Could you return the lines below exactly, from the first line up to and including the line that holds "the lifetime of"?

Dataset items
· · ·
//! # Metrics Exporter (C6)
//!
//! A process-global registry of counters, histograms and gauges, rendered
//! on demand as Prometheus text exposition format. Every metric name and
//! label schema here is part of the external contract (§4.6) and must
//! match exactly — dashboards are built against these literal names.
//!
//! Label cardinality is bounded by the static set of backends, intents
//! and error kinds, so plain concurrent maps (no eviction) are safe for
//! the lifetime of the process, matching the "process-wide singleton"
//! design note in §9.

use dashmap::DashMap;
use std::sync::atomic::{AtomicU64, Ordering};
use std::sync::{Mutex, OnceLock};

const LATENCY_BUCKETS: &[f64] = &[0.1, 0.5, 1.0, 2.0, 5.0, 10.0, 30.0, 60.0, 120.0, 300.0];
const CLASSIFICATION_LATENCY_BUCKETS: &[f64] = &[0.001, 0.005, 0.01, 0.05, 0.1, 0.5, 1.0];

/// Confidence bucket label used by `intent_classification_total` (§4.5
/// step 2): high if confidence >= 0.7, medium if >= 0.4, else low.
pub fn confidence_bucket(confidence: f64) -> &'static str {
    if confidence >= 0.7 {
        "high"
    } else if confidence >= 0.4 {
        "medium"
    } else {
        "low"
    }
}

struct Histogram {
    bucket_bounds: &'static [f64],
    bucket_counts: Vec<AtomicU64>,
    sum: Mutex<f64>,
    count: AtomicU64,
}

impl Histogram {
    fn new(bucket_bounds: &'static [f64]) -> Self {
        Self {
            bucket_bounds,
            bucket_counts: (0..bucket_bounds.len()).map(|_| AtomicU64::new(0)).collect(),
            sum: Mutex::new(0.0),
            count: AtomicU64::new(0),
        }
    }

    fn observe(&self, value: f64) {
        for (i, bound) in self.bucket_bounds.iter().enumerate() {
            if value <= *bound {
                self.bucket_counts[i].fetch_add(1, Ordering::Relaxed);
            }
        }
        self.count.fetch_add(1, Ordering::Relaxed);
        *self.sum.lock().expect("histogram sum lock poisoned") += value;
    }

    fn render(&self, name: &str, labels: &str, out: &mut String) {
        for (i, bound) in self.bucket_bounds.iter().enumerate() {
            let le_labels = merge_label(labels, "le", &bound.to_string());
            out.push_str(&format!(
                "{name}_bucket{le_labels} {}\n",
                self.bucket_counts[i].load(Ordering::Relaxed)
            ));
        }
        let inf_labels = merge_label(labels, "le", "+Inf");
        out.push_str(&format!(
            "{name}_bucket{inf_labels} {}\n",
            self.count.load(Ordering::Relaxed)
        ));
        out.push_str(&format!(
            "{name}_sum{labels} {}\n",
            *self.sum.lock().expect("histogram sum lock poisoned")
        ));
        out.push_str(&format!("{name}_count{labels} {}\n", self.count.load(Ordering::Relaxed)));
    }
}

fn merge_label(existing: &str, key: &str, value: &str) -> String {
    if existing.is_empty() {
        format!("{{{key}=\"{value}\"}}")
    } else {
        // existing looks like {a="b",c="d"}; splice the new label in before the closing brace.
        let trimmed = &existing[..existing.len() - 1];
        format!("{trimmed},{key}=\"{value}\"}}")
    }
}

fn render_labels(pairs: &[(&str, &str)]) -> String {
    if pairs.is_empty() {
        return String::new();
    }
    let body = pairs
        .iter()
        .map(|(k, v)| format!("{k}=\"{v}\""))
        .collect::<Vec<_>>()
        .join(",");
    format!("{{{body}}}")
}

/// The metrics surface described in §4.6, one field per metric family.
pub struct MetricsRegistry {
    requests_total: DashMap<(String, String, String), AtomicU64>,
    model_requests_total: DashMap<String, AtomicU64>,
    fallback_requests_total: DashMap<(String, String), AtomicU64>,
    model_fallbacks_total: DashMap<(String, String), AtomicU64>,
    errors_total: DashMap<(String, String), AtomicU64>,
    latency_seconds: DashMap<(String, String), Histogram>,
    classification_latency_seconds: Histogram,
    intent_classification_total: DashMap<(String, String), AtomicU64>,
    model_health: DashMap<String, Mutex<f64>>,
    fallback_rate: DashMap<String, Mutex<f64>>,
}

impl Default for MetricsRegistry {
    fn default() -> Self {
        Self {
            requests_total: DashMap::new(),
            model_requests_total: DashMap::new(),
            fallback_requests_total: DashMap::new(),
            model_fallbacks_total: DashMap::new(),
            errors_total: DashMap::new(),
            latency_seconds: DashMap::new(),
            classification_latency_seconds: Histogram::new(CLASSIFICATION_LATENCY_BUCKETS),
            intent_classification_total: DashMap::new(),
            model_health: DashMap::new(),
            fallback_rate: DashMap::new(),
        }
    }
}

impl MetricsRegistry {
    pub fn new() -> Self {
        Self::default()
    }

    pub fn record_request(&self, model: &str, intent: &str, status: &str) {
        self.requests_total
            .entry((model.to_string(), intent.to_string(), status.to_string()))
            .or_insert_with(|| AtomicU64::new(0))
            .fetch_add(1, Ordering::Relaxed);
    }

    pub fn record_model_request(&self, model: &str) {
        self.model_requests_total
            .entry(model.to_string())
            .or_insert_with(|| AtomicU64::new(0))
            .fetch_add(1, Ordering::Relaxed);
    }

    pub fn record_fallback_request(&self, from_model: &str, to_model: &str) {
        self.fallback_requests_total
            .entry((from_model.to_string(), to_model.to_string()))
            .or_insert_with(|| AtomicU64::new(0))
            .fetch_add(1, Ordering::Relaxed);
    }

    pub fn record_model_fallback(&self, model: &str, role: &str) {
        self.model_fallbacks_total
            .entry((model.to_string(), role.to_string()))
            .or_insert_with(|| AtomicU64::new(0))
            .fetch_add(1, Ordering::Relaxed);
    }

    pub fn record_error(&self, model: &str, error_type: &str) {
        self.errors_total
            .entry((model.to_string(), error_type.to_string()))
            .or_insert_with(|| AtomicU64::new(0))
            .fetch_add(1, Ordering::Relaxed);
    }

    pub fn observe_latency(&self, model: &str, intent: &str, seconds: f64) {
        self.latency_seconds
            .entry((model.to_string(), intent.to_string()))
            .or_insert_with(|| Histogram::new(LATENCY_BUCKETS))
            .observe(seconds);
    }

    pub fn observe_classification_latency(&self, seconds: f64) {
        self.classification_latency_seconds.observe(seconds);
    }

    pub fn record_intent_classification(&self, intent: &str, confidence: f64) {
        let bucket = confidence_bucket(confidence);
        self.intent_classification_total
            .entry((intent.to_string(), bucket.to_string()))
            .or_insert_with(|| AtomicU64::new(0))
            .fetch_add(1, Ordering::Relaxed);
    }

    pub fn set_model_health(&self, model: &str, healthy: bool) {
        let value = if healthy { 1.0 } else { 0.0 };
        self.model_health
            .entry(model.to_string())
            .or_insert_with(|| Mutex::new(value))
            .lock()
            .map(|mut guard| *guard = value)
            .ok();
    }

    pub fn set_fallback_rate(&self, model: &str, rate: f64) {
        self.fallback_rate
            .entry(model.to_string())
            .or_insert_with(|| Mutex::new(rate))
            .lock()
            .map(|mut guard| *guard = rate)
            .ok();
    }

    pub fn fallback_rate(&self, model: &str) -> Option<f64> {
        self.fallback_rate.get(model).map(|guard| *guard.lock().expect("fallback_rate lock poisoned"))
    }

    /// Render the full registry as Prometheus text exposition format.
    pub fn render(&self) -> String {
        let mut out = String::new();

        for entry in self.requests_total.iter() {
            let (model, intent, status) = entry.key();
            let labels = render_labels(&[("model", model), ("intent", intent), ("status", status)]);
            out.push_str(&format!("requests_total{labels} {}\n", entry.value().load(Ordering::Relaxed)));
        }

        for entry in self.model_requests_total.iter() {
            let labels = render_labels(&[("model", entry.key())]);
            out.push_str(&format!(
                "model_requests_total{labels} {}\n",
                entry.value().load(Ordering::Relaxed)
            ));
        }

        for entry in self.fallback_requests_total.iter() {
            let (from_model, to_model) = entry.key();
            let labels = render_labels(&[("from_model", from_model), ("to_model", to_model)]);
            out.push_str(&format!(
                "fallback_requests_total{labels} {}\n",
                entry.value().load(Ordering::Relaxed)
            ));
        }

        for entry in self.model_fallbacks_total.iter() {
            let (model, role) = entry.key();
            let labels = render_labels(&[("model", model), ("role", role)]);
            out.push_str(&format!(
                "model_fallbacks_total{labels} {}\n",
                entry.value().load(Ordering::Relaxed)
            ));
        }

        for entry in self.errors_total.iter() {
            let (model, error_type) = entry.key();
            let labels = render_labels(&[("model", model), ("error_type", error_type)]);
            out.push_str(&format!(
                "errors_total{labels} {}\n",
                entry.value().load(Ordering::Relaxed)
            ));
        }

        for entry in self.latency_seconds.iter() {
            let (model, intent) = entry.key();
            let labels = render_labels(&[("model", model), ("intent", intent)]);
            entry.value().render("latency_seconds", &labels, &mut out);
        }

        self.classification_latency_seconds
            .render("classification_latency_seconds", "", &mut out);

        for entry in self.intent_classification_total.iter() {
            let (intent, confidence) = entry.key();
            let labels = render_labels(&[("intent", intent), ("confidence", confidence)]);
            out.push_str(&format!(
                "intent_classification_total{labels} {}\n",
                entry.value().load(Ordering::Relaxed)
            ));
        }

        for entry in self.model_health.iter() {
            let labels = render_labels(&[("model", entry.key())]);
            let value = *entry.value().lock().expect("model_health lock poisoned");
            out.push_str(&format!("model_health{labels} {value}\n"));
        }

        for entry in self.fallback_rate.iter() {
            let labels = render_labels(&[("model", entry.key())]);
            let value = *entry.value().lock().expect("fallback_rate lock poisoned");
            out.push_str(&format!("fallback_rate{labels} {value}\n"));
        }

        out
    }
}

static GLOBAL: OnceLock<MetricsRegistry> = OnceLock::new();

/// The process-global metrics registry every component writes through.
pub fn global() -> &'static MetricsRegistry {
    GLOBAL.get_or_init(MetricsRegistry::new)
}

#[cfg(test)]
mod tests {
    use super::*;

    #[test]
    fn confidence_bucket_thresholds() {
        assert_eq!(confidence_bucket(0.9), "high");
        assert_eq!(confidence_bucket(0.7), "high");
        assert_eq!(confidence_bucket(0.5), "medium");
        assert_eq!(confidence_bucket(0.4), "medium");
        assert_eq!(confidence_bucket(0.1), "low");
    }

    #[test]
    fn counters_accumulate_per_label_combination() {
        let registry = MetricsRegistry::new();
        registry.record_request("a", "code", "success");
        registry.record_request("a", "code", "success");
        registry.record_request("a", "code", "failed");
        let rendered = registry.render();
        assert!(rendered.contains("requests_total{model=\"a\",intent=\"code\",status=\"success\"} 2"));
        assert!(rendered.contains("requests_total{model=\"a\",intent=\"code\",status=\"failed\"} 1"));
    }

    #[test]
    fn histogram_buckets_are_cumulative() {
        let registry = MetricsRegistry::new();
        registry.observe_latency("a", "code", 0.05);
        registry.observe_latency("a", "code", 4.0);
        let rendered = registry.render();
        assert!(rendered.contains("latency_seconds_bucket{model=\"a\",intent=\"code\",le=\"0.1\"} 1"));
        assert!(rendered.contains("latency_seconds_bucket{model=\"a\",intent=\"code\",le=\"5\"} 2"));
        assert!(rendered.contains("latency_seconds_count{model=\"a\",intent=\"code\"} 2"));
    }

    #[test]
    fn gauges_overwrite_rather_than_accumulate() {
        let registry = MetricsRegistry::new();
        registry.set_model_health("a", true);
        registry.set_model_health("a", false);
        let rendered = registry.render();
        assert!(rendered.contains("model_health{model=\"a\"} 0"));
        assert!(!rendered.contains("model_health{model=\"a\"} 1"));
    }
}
· · ·
*Result for this task*.
//! # Metrics Exporter (C6)
//!
//! A process-global registry of counters, histograms and gauges, rendered
//! on demand as Prometheus text exposition format. Every metric name and
//! label schema here is part of the external contract (§4.6) and must
//! match exactly — dashboards are built against these literal names.
//!
//! Label cardinality is bounded by the static set of backends, intents
//! and error kinds, so plain concurrent maps (no eviction) are safe for
//! the lifetime of the process, matching the "process-wide singleton"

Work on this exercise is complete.